*Supplied entries*:
//! Adapter for declarative-configuration consumers.
//!
//! The consumer configures a [`Provider`] once, receives a [`Client`], and then
//! reads data sources with it. Each data source takes a small serde
//! configuration and produces a state record whose field names are the
//! attribute names declared in its [`Schema`](schema::Schema). Failures are
//! reported as a [`Diagnostic`] carrying the client error text verbatim.

mod connections;
mod quotes;
pub mod schema;

pub use connections::{ConnectionsConfig, ConnectionsDataSource, ConnectionsState};
pub use quotes::{QuotesConfig, QuotesDataSource, QuotesState};

use crate::{Client, Config};
use serde::{de::DeserializeOwned, Deserialize, Serialize};
use std::future::Future;

/// Identifier every state record carries, since the data has no natural key.
pub const PLACEHOLDER_ID: &str = "placeholder";

/// A user-facing error with a short summary and a detailed explanation.
#[derive(thiserror::Error, Debug, Clone, PartialEq, Eq)]
#[error("{summary}: {detail}")]
pub struct Diagnostic {
    pub summary: String,
    pub detail: String,
}

impl Diagnostic {
    pub fn new(summary: impl Into<String>, detail: impl Into<String>) -> Self {
        Self {
            summary: summary.into(),
            detail: detail.into(),
        }
    }
}

/// Provider-level configuration block.
#[derive(Debug, Clone, Default, PartialEq, Eq, Deserialize, Serialize)]
pub struct ProviderConfig {
    /// Overrides `THEOFFICE_ENDPOINT` and the public API address.
    #[serde(default)]
    pub endpoint: Option<String>,
}

/// The provider: owns nothing but its version, hands out configured clients.
#[derive(Debug, Clone)]
pub struct Provider {
    version: String,
}

impl Provider {
    /// Creates a provider reporting `version` ("dev" for local builds).
    pub fn new(version: impl Into<String>) -> Self {
        Self {
            version: version.into(),
        }
    }

    /// Prefix of every data source type name.
    pub fn type_name(&self) -> &'static str {
        "theoffice"
    }

    pub fn version(&self) -> &str {
        &self.version
    }

    pub fn schema(&self) -> &'static schema::Schema {
        &schema::PROVIDER_SCHEMA
    }

    /// Full type names of the data sources this provider serves.
    pub fn data_sources(&self) -> Vec<String> {
        [
            ConnectionsDataSource::TYPE_SUFFIX,
            QuotesDataSource::TYPE_SUFFIX,
        ]
        .iter()
        .map(|suffix| format!("{}{}", self.type_name(), suffix))
        .collect()
    }

    /// Builds the client shared by all data sources.
    ///
    /// The endpoint is resolved as configured value, then `THEOFFICE_ENDPOINT`,
    /// then the public API.
    pub fn configure(&self, config: ProviderConfig) -> Result<Client, Diagnostic> {
        let client = Client::new(Config {
            address: config.endpoint,
            ..Config::default()
        })
        .map_err(|e| Diagnostic::new("error configuring theOffice client", e.to_string()))?;

        tracing::info!(
            endpoint = %client.base_url(),
            version = %self.version,
            "Configured theOffice client"
        );

        Ok(client)
    }
}

/// A read-only data source backed by a [`Client`].
pub trait DataSource: Send + Sync {
    /// Consumer-supplied inputs.
    type Config: DeserializeOwned + Send;
    /// The record written back to the consumer.
    type State: Serialize + Send;

    /// Appended to the provider type name, e.g. `_quotes`.
    const TYPE_SUFFIX: &'static str;

    fn schema() -> &'static schema::Schema;

    /// Queries the API and maps the result to state.
    fn read(
        &self,
        config: Self::Config,
    ) -> impl Future<Output = Result<Self::State, Diagnostic>> + Send;

    /// Like [`read`](DataSource::read), but with JSON in and out.
    fn read_json(
        &self,
        config: serde_json::Value,
    ) -> impl Future<Output = Result<serde_json::Value, Diagnostic>> + Send {
        async move {
            let config = serde_json::from_value::<Self::Config>(config)
                .map_err(|e| Diagnostic::new("Invalid data source configuration", e.to_string()))?;
            let state = self.read(config).await?;
            serde_json::to_value(state)
                .map_err(|e| Diagnostic::new("Unable to encode data source state", e.to_string()))
        }
    }
}

#[cfg(test)]
mod tests {
    use super::*;

    #[test]
    fn test_data_source_names() {
        let provider = Provider::new("test");
        assert_eq!(
            provider.data_sources(),
            ["theoffice_connections", "theoffice_quotes"]
        );
        assert_eq!(provider.version(), "test");
    }

    #[test]
    fn test_configure_with_endpoint() {
        let client = Provider::new("test")
            .configure(ProviderConfig {
                endpoint: Some("http://localhost:4010".to_string()),
            })
            .unwrap();
        assert_eq!(client.base_url().as_str(), "http://localhost:4010/");
    }

    #[test]
    fn test_configure_invalid_endpoint() {
        let diagnostic = Provider::new("test")
            .configure(ProviderConfig {
                endpoint: Some("not a url".to_string()),
            })
            .unwrap_err();
        assert_eq!(diagnostic.summary, "error configuring theOffice client");
        assert!(diagnostic.detail.contains("invalid address"));
    }

    #[test]
    fn test_provider_config_endpoint_optional() {
        let config: ProviderConfig = serde_json::from_str("{}").unwrap();
        assert_eq!(config.endpoint, None);
    }
}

*Task to complete*:
Would you reproduce the entire listing, keeping every line as it is?

*Solution to this task*:
//! Adapter for declarative-configuration consumers.
//!
//! The consumer configures a [`Provider`] once, receives a [`Client`], and then
//! reads data sources with it. Each data source takes a small serde
//! configuration and produces a state record whose field names are the
//! attribute names declared in its [`Schema`](schema::Schema). Failures are
//! reported as a [`Diagnostic`] carrying the client error text verbatim.

mod connections;
mod quotes;
pub mod schema;

pub use connections::{ConnectionsConfig, ConnectionsDataSource, ConnectionsState};
pub use quotes::{QuotesConfig, QuotesDataSource, QuotesState};

use crate::{Client, Config};
use serde::{de::DeserializeOwned, Deserialize, Serialize};
use std::future::Future;

/// Identifier every state record carries, since the data has no natural key.
pub const PLACEHOLDER_ID: &str = "placeholder";

/// A user-facing error with a short summary and a detailed explanation.
#[derive(thiserror::Error, Debug, Clone, PartialEq, Eq)]
#[error("{summary}: {detail}")]
pub struct Diagnostic {
    pub summary: String,
    pub detail: String,
}

impl Diagnostic {
    pub fn new(summary: impl Into<String>, detail: impl Into<String>) -> Self {
        Self {
            summary: summary.into(),
            detail: detail.into(),
        }
    }
}

/// Provider-level configuration block.
#[derive(Debug, Clone, Default, PartialEq, Eq, Deserialize, Serialize)]
pub struct ProviderConfig {
    /// Overrides `THEOFFICE_ENDPOINT` and the public API address.
    #[serde(default)]
    pub endpoint: Option<String>,
}

/// The provider: owns nothing but its version, hands out configured clients.
#[derive(Debug, Clone)]
pub struct Provider {
    version: String,
}

impl Provider {
    /// Creates a provider reporting `version` ("dev" for local builds).
    pub fn new(version: impl Into<String>) -> Self {
        Self {
            version: version.into(),
        }
    }

    /// Prefix of every data source type name.
    pub fn type_name(&self) -> &'static str {
        "theoffice"
    }

    pub fn version(&self) -> &str {
        &self.version
    }

    pub fn schema(&self) -> &'static schema::Schema {
        &schema::PROVIDER_SCHEMA
    }

    /// Full type names of the data sources this provider serves.
    pub fn data_sources(&self) -> Vec<String> {
        [
            ConnectionsDataSource::TYPE_SUFFIX,
            QuotesDataSource::TYPE_SUFFIX,
        ]
        .iter()
        .map(|suffix| format!("{}{}", self.type_name(), suffix))
        .collect()
    }

    /// Builds the client shared by all data sources.
    ///
    /// The endpoint is resolved as configured value, then `THEOFFICE_ENDPOINT`,
    /// then the public API.
    pub fn configure(&self, config: ProviderConfig) -> Result<Client, Diagnostic> {
        let client = Client::new(Config {
            address: config.endpoint,
            ..Config::default()
        })
        .map_err(|e| Diagnostic::new("error configuring theOffice client", e.to_string()))?;

        tracing::info!(
            endpoint = %client.base_url(),
            version = %self.version,
            "Configured theOffice client"
        );

        Ok(client)
    }
}

/// A read-only data source backed by a [`Client`].
pub trait DataSource: Send + Sync {
    /// Consumer-supplied inputs.
    type Config: DeserializeOwned + Send;
    /// The record written back to the consumer.
    type State: Serialize + Send;

    /// Appended to the provider type name, e.g. `_quotes`.
    const TYPE_SUFFIX: &'static str;

    fn schema() -> &'static schema::Schema;

    /// Queries the API and maps the result to state.
    fn read(
        &self,
        config: Self::Config,
    ) -> impl Future<Output = Result<Self::State, Diagnostic>> + Send;

    /// Like [`read`](DataSource::read), but with JSON in and out.
    fn read_json(
        &self,
        config: serde_json::Value,
    ) -> impl Future<Output = Result<serde_json::Value, Diagnostic>> + Send {
        async move {
            let config = serde_json::from_value::<Self::Config>(config)
                .map_err(|e| Diagnostic::new("Invalid data source configuration", e.to_string()))?;
            let state = self.read(config).await?;
            serde_json::to_value(state)
                .map_err(|e| Diagnostic::new("Unable to encode data source state", e.to_string()))
        }
    }
}

#[cfg(test)]
mod tests {
    use super::*;

    #[test]
    fn test_data_source_names() {
        let provider = Provider::new("test");
        assert_eq!(
            provider.data_sources(),
            ["theoffice_connections", "theoffice_quotes"]
        );
        assert_eq!(provider.version(), "test");
    }

    #[test]
    fn test_configure_with_endpoint() {
        let client = Provider::new("test")
            .configure(ProviderConfig {
                endpoint: Some("http://localhost:4010".to_string()),
            })
            .unwrap();
        assert_eq!(client.base_url().as_str(), "http://localhost:4010/");
    }

    #[test]
    fn test_configure_invalid_endpoint() {
        let diagnostic = Provider::new("test")
            .configure(ProviderConfig {
                endpoint: Some("not a url".to_string()),
            })
            .unwrap_err();
        assert_eq!(diagnostic.summary, "error configuring theOffice client");
        assert!(diagnostic.detail.contains("invalid address"));
    }

    #[test]
    fn test_provider_config_endpoint_optional() {
        let config: ProviderConfig = serde_json::from_str("{}").unwrap();
        assert_eq!(config.endpoint, None);
    }
}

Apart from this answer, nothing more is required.